Strecker W; Gurtler L; Binibangili M; Strecker K
AIDS. 1993 Apr; 7(4):597-8.

Commentary is directed to the effectiveness in low HIV seroprevalence countries of the use of the 1985 Centers for Disease Control/World Health Organization (CDC/WHO) clinical case definitions for AIDS. A study of HIV-1 and HIV-2 seroprevalence was conducted at the Regional Hospital of Gbadolite, Northern Zaire, in order to examine the relationship between clinical symptoms and the presence of HIV infection. The results showed that in a sample of 667 healthy subjects, who were blood donors and surgical patients without HIV symptoms, 8.2% were HIV-1 seropositive. 30 men (5.8%) and 25 women (17.1%) out of the 521 had HIV-1 antibodies, and no one had HIV-2 antibodies. A sample of 465 patients, who had at least one minor or major clinical symptom of AIDS corresponding to the CDC/WHO clinical case definition, showed 54 of the 200 men (27%) and 129 of the 265 women (48.7%) as seropositive. The conclusion was that specificity was poor for diagnosis of AIDS based on clinical case definitions. In another sample of 143 patients, different from the CDC/WHO clinical case definitions were: pyogenic abscess, tubo-ovarian abscess, epididymitis/orchitis, condylomata acuminata, piles, vaginal ulcerations, recurrent abortions, and amenorrhea/infertility.

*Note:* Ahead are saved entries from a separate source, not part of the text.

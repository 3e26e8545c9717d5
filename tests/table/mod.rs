//! Table layer tests: the memory and file implementations, reference
//! resolution, and on-disk change detection.

use crate::common::create_temp_dir;
use mailgate::core::table::file::FileTable;
use mailgate::core::table::mem::MemTable;
use mailgate::core::table::{open_flags, table_flags, Table, TableError, TableRegistry};

#[tokio::test]
async fn mem_table_round_trip() {
    let table = MemTable::new("scratch");
    assert_eq!(table.get("k").await.unwrap(), None);

    table.put("k", "v").await.unwrap();
    assert_eq!(table.get("k").await.unwrap(), Some("v".to_string()));

    assert!(table.del("k").await.unwrap());
    assert!(!table.del("k").await.unwrap());
    assert!(table.is_empty().await);
}

#[tokio::test]
async fn file_table_persists_across_reopen() {
    let dir = create_temp_dir();
    let path = dir.path().join("verify.map");

    {
        let table = FileTable::open(&path, true).await.unwrap();
        table.put("u@x", "0:0:110:250 ok").await.unwrap();
        table.put("gone@x", "2:0:99:550 no").await.unwrap();
        assert!(table.del("gone@x").await.unwrap());
    }

    let table = FileTable::open(&path, false).await.unwrap();
    assert_eq!(
        table.get("u@x").await.unwrap(),
        Some("0:0:110:250 ok".to_string())
    );
    assert_eq!(table.get("gone@x").await.unwrap(), None);
    assert_eq!(
        table.flags(),
        table_flags::WRITABLE | table_flags::PERSISTENT
    );
}

#[tokio::test]
async fn file_table_requires_create_flag_for_missing_file() {
    let dir = create_temp_dir();
    let path = dir.path().join("absent.map");
    assert!(matches!(
        FileTable::open(&path, false).await,
        Err(TableError::Io { .. })
    ));
}

#[tokio::test]
async fn file_table_rejects_second_writer() {
    let dir = create_temp_dir();
    let path = dir.path().join("verify.map");

    let _first = FileTable::open(&path, true).await.unwrap();
    assert!(matches!(
        FileTable::open(&path, false).await,
        Err(TableError::Locked(_))
    ));
}

#[tokio::test]
async fn file_table_rejects_corrupt_content() {
    let dir = create_temp_dir();
    let path = dir.path().join("verify.map");
    std::fs::write(&path, "not json").unwrap();

    assert!(matches!(
        FileTable::open(&path, false).await,
        Err(TableError::Corrupt { .. })
    ));
}

#[tokio::test]
async fn registry_resolves_supported_types() {
    let dir = create_temp_dir();
    let path = dir.path().join("a.json");
    std::fs::write(&path, r#"{"k":"v"}"#).unwrap();

    let registry = TableRegistry::new();

    let mem = registry.open("mem:scratch", 0).await.unwrap();
    assert_eq!(mem.name(), "mem:scratch");

    let snapshot = registry
        .open(&format!("hash:{}", path.display()), 0)
        .await
        .unwrap();
    assert_eq!(snapshot.get("k").await.unwrap(), Some("v".to_string()));
    assert!(matches!(
        snapshot.put("k", "w").await,
        Err(TableError::ReadOnly(_))
    ));

    let file_path = dir.path().join("w.map");
    let writable = registry
        .open(
            &format!("file:{}", file_path.display()),
            open_flags::READ | open_flags::WRITE | open_flags::CREATE,
        )
        .await
        .unwrap();
    writable.put("k", "v").await.unwrap();
}

#[tokio::test]
async fn registry_rejects_unknown_types() {
    let registry = TableRegistry::new();
    assert!(matches!(
        registry.open("ldap:directory", 0).await,
        Err(TableError::UnsupportedType(_))
    ));
    assert!(matches!(
        registry.open("nocolon", 0).await,
        Err(TableError::UnsupportedType(_))
    ));
}

#[tokio::test]
async fn registry_reports_vanished_backing_file_as_changed() {
    let dir = create_temp_dir();
    let path = dir.path().join("a.json");
    std::fs::write(&path, r#"{"k":"v"}"#).unwrap();
    let reference = format!("hash:{}", path.display());

    let registry = TableRegistry::new();
    registry.open(&reference, 0).await.unwrap();
    assert_eq!(registry.changed(), None);

    std::fs::remove_file(&path).unwrap();
    assert_eq!(registry.changed(), Some(reference));
}

#[tokio::test]
async fn registry_reports_rewritten_backing_file_as_changed() {
    let dir = create_temp_dir();
    let path = dir.path().join("a.json");
    std::fs::write(&path, r#"{"k":"v"}"#).unwrap();
    let reference = format!("hash:{}", path.display());

    let registry = TableRegistry::new();
    registry.open(&reference, 0).await.unwrap();
    assert_eq!(registry.changed(), None);

    // Give the filesystem a chance to assign a distinct mtime.
    std::thread::sleep(std::time::Duration::from_millis(50));
    std::fs::write(&path, r#"{"k":"w"}"#).unwrap();
    assert_eq!(registry.changed(), Some(reference));
}

#[tokio::test]
async fn registry_watches_each_backing_file_once() {
    let dir = create_temp_dir();
    let path = dir.path().join("a.json");
    std::fs::write(&path, r#"{"k":"v"}"#).unwrap();
    let reference = format!("hash:{}", path.display());

    let registry = TableRegistry::new();
    registry.open(&reference, 0).await.unwrap();
    registry.open(&reference, 0).await.unwrap();
    assert_eq!(registry.watched_len(), 1);
}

Further investigations of clinical symptoms are still needed, particularly where expensive testing for HIV infections is curbed by shortages in funding. Technical barriers also prevent reliable and practical HIV testing. It is recognized that the CDC/WHO definition was valuable in detecting cases in Uganda. Other field studies among African populations with HIV seroprevalence of 34-42% showed that the CDC/WHO definition had a specificity of 85-90%, a sensitivity of 55-59%, and a positive predictive value of 73%.